Einen Überblick über die behandelten Themen gibt das Inhaltsverzeichnis:

Dieter Mattner: Hyperaktivität aus der Sicht der Heilpädagogischen Anthropologie

Michael Passolt: Im Dialog mit hyperaktiven Kindern - Psychomotorische Therapie im Netzwerk von Alltag, Familie, Schule und Gesellschaft

Manfred Gerspach: Hyperaktivität aus der Sicht der Psychoanalytischen Pädagogik

Michael Günter: Körperbild, Identität und Objektbeziehungen - Das Bild des eigenen Körpers als Beziehungsangebot

Jochen Stork, Werner Hüttl, Anna-Luise Thaler: Hyperaktivität und Aufmerksamkeitsstörung - Syndrom oder Symptom? Erfahrungen aus der psychoanalytischen Arbeit mit HKS-Kindern und ihren Familien

Hans von Lüpke: Hyperaktivität zwischen "Stoffwechselstörung" und Psychodynamik

Gerald Hüther: Die nutzungsabhängige Herausbildung hirnorganischer Veränderungen bei Hyperaktivität und Aufmerksamkeitsstörungen
- Einfluss präventiver Maßnahmen und therapeutischer Interventionen

Andreas Wölfl: Rhythmische Strukturen in Entwicklungsprozessen

Rolf Balgo, Regina Klaes: Koordination von Verschiedenheit - "Hyperaktivität" als Problem und Bewegungstherapie als lösungsorientiertes Angebot.
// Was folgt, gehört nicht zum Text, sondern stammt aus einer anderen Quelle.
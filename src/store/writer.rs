use std::collections::HashMap;
use tracing::warn;

use super::records::{PutOutcome, RecordStore};
use crate::error::StoreError;
use crate::process::{PlantKey, PlantRecord};

/// Upserts per request batch, sized like the usual key-value store limit.
const BATCH_SIZE: usize = 25;

#[derive(Debug, Default, Clone, Copy, PartialEq, Eq)]
pub struct WriteSummary {
    pub written: usize,
    pub failed: usize,
}

/// Write one run's aggregate to the record store. Every upsert replaces the
/// whole stored item, which is what makes reprocessing a file idempotent.
/// An individual item failure is logged and skipped; the rest of the batch
/// and all later batches still go through.
pub async fn write_records(
    store: &dyn RecordStore,
    records: &HashMap<PlantKey, PlantRecord>,
) -> Result<WriteSummary, StoreError> {
    let batch: Vec<PlantRecord> = records.values().cloned().collect();
    let mut summary = WriteSummary::default();

    for chunk in batch.chunks(BATCH_SIZE) {
        for outcome in store.put_batch(chunk).await? {
            match outcome {
                PutOutcome::Written => summary.written += 1,
                PutOutcome::Failed { plant_id, reason } => {
                    warn!(plant_id = %plant_id, %reason, "upsert failed, item skipped");
                    summary.failed += 1;
                }
            }
        }
    }

    Ok(summary)
}
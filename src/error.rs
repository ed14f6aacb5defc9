use thiserror::Error;

/// A file whose header row does not expose the required columns. The file is
/// rejected whole: zero records, logged, never fatal to the poller.
#[derive(Error, Debug)]
pub enum SchemaError {
    #[error("unrecognized header layout, missing: {missing}")]
    Unrecognized { missing: String },
}

/// Failures raised by the storage collaborators (object storage and the
/// record store). Item-level write failures are reported per item instead,
/// see `store::PutOutcome`.
#[derive(Error, Debug)]
pub enum StoreError {
    #[error("I/O error: {0}")]
    Io(#[from] std::io::Error),

    #[error("database error: {0}")]
    Database(#[from] rusqlite::Error),

    #[error("no such object: {0}")]
    NoSuchKey(String),

    #[error("{0}")]
    Backend(String),
}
Eine systemische Perspektive

Hans A. Burmeister: Das Verständnis von Hyperaktivität aus systemtheoretischer Perspektive

Dieter Mattner (Dipl.-Pädagoge, Sonderschullehrer, Hochschullehrer) nähert sich dem Thema mit der Hermeneutik der Philosophischen Anthropologie nach Max Scheler und Helmuth Plessner, fragt nach dem Sinn hyperaktiver Verhaltensweisen und versteht sie als Reaktion auf postmoderne gesellschaftliche Lebensverhältnisse:
„Jüngere Erkenntnisse der Entwicklungspsychopathologie belegen einen empirisch signifikanten Zusammenhang zwischen familiären Variablen und expansivem bzw. aggressivem kindlichem Verhalten. Demgegenüber haben biologische Faktoren wie niedriges Geburtsgewicht und neonatale Komplikationen eine vergleichsweise geringe Bedeutung für die kindliche Entwicklung. Viel entscheidender für die kindliche Fehlentwicklung sind ganz offenbar psychosoziale Aspekte (Linderkamp 1998).
     Diese Erkenntnisse scheinen neuere soziologische Untersuchungen zu bestätigen, die belegen, dass die Bedingungen des Aufwachsens von Kindern und Jugendlichen einem größeren sozioökonomischem und gesellschaftlichem Wandel unterliegen. Traditionelle Lebensformen sind in Zeiten der Postmoderne durch Veränderungen der Arbeitsbedingungen, des wachsenden Einflusses der allgegenwärtigen Medienlandschaft insgesamt in Auflösung begriffen. Diese Entwicklungen haben zunehmende Individualisierung und Institutionalisierung hervorgebracht, die zu Pluralisierung und Differenzierung von Wertorientierungen, Lebensbedingungen und Lebensstilen führten, die der heranwachsende Mensch jenseits von tradierten Lebensmustern individuell für sich bearbeiten muss (Ferchhoff 1993). Aufgrund von gravierenden Veränderungen der Arbeitsformen und Arbeitsbedingungen, die dort geforderte Bildungsmobilität, der damit verbundenen geänderten Familien- und Lebensformen scheinen sich traditionelle Lebensformen und soziale Lebensbedingungen immer mehr aufzulösen. ....
     Kindheit ist heute wesentlich eine ’Fernseh-‚ bzw. ’Medienkindheit’. Kinder erfahren dadurch eine ’synthetisierte Realität’, d. h. sie erleben die Wirklichkeit in zunehmendem Maße im Sinne einer ’Einwegkommunikation’ konsumierend und mediatisiert auf Kosten der eigenen Primärerfahrungen. Die Folgen bezüglich kommunikativer Störungen, Schwierigkeiten beim Zuhören, Konzentrationsschwächen, Nervosität und Unruhe sind längst nicht hinreichend erforscht. ....    
     Immer mehr Kinder wachsen in instabilen Lebensgemeinschaften (’postmoderne Restfamilie’) auf, die in vielen Fällen schon aus wirtschaftlichen Gründen kaum in der Lage sind, die grundlegenden Bedürfnisse ihrer Kinder zu befriedigen (Hensel, 1993).
     Insgesamt scheint sich, wie soziologische Untersuchungen belegen, eine Abschwächung der Qualität der Eltern-Kind-Beziehung abzuzeichnen, was wiederum für die Zunahme von Verhaltensproblemen bei Heranwachsenden verantwortlich gemacht werden kann. (S. 22/23).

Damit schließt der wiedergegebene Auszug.